Given records: Begin
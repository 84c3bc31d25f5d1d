// Copyright (c) 2026 Gvp
// Licensed under the Apache License, Version 2.0 (the "License");
// you may not use this file except in compliance with the License.
// You may obtain a copy of the License at
//     http://www.apache.org/licenses/LICENSE-2.0
// Unless required by applicable law or agreed to in writing, software
// distributed under the License is distributed on an "AS IS" BASIS,
// WITHOUT WARRANTIES OR CONDITIONS OF ANY KIND, either express or implied.
// See the License for the specific language governing permissions and
// limitations under the License.

#![forbid(unsafe_code)]
#![warn(missing_docs)]

//! UDP datagram transport: one `LocationOffset` per datagram, IPv4 only,
//! no reassembly, no retries (`spec.md` §4.3/§6.1).

use crate::core::codec::{self, CodecError};
use crate::core::types::{LocationOffset, MAX_DATAGRAM_BYTES};
use std::net::SocketAddr;
use std::time::Duration;
use thiserror::Error;
use tokio::net::UdpSocket;

/// Transport-level send errors.
#[derive(Debug, Error)]
pub enum TransportError {
    /// Serialized offset exceeds [`MAX_DATAGRAM_BYTES`]; nothing was sent.
    #[error("offset too large ({0} bytes)")]
    OffsetTooLarge(usize),
    /// The datagram write did not cover the whole buffer.
    #[error("short write")]
    ShortWrite,
    /// Underlying OS/network error.
    #[error("io error: {0}")]
    Io(#[from] std::io::Error),
}

/// Receive-side errors.
#[derive(Debug, Error)]
pub enum RecvError {
    /// No datagram arrived before the caller's deadline.
    #[error("receive timed out")]
    TimedOut,
    /// The datagram failed to decode as a `LocationOffset`.
    #[error("decode error: {0}")]
    Decode(#[from] CodecError),
    /// Underlying OS/network error.
    #[error("io error: {0}")]
    Io(#[from] std::io::Error),
}

/// Bind a UDP socket on all interfaces for receiving offsets.
pub async fn open_listener(port: u16) -> std::io::Result<UdpSocket> {
    UdpSocket::bind(("0.0.0.0", port)).await
}

/// Bind an ephemeral UDP socket for sending to arbitrary peers.
pub async fn open_sender() -> std::io::Result<UdpSocket> {
    UdpSocket::bind(("0.0.0.0", 0)).await
}

/// Serialize and send a single offset as one datagram.
///
/// Refuses to send (no bytes written) if the serialized form exceeds
/// [`MAX_DATAGRAM_BYTES`]. A short write is treated as fatal for this send.
pub async fn send(
    sock: &UdpSocket,
    peer: SocketAddr,
    offset: &LocationOffset,
) -> Result<(), TransportError> {
    let bytes = codec::encode(offset);
    if bytes.len() > MAX_DATAGRAM_BYTES {
        return Err(TransportError::OffsetTooLarge(bytes.len()));
    }
    let n = sock.send_to(&bytes, peer).await?;
    if n != bytes.len() {
        return Err(TransportError::ShortWrite);
    }
    Ok(())
}

/// Receive and decode one datagram, bounded by `deadline`.
///
/// A timeout is distinguished from a decode/IO error so the Receiver Loop
/// can re-check cancellation without treating it as a transport fault.
pub async fn recv(
    sock: &UdpSocket,
    deadline: Duration,
) -> Result<(LocationOffset, SocketAddr), RecvError> {
    let mut buf = [0u8; MAX_DATAGRAM_BYTES];
    let (n, sender) = tokio::time::timeout(deadline, sock.recv_from(&mut buf))
        .await
        .map_err(|_| RecvError::TimedOut)??;
    let (offset, _consumed) = codec::decode(&buf[..n])?;
    Ok((offset, sender))
}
Given records: End
* Work required:
Repeat all of the entries above exactly.

* Response for this exercise:
repository 84c3bc31d25f5d1d
// Copyright (c) 2026 Gvp
// Licensed under the Apache License, Version 2.0 (the "License");
// you may not use this file except in compliance with the License.
// You may obtain a copy of the License at
//     http://www.apache.org/licenses/LICENSE-2.0
// Unless required by applicable law or agreed to in writing, software
// distributed under the License is distributed on an "AS IS" BASIS,
// WITHOUT WARRANTIES OR CONDITIONS OF ANY KIND, either express or implied.
// See the License for the specific language governing permissions and
// limitations under the License.

#![forbid(unsafe_code)]
#![warn(missing_docs)]

//! UDP datagram transport: one `LocationOffset` per datagram, IPv4 only,
//! no reassembly, no retries (`spec.md` §4.3/§6.1).

use crate::core::codec::{self, CodecError};
use crate::core::types::{LocationOffset, MAX_DATAGRAM_BYTES};
use std::net::SocketAddr;
use std::time::Duration;
use thiserror::Error;
use tokio::net::UdpSocket;

/// Transport-level send errors.
#[derive(Debug, Error)]
pub enum TransportError {
    /// Serialized offset exceeds [`MAX_DATAGRAM_BYTES`]; nothing was sent.
    #[error("offset too large ({0} bytes)")]
    OffsetTooLarge(usize),
    /// The datagram write did not cover the whole buffer.
    #[error("short write")]
    ShortWrite,
    /// Underlying OS/network error.
    #[error("io error: {0}")]
    Io(#[from] std::io::Error),
}

/// Receive-side errors.
#[derive(Debug, Error)]
pub enum RecvError {
    /// No datagram arrived before the caller's deadline.
    #[error("receive timed out")]
    TimedOut,
    /// The datagram failed to decode as a `LocationOffset`.
    #[error("decode error: {0}")]
    Decode(#[from] CodecError),
    /// Underlying OS/network error.
    #[error("io error: {0}")]
    Io(#[from] std::io::Error),
}

/// Bind a UDP socket on all interfaces for receiving offsets.
pub async fn open_listener(port: u16) -> std::io::Result<UdpSocket> {
    UdpSocket::bind(("0.0.0.0", port)).await
}

/// Bind an ephemeral UDP socket for sending to arbitrary peers.
pub async fn open_sender() -> std::io::Result<UdpSocket> {
    UdpSocket::bind(("0.0.0.0", 0)).await
}

/// Serialize and send a single offset as one datagram.
///
/// Refuses to send (no bytes written) if the serialized form exceeds
/// [`MAX_DATAGRAM_BYTES`]. A short write is treated as fatal for this send.
pub async fn send(
    sock: &UdpSocket,
    peer: SocketAddr,
    offset: &LocationOffset,
) -> Result<(), TransportError> {
    let bytes = codec::encode(offset);
    if bytes.len() > MAX_DATAGRAM_BYTES {
        return Err(TransportError::OffsetTooLarge(bytes.len()));
    }
    let n = sock.send_to(&bytes, peer).await?;
    if n != bytes.len() {
        return Err(TransportError::ShortWrite);
    }
    Ok(())
}

/// Receive and decode one datagram, bounded by `deadline`.
///
/// A timeout is distinguished from a decode/IO error so the Receiver Loop
/// can re-check cancellation without treating it as a transport fault.
pub async fn recv(
    sock: &UdpSocket,
    deadline: Duration,
) -> Result<(LocationOffset, SocketAddr), RecvError> {
    let mut buf = [0u8; MAX_DATAGRAM_BYTES];
    let (n, sender) = tokio::time::timeout(deadline, sock.recv_from(&mut buf))
        .await
        .map_err(|_| RecvError::TimedOut)??;
    let (offset, _consumed) = codec::decode(&buf[..n])?;
    Ok((offset, sender))
}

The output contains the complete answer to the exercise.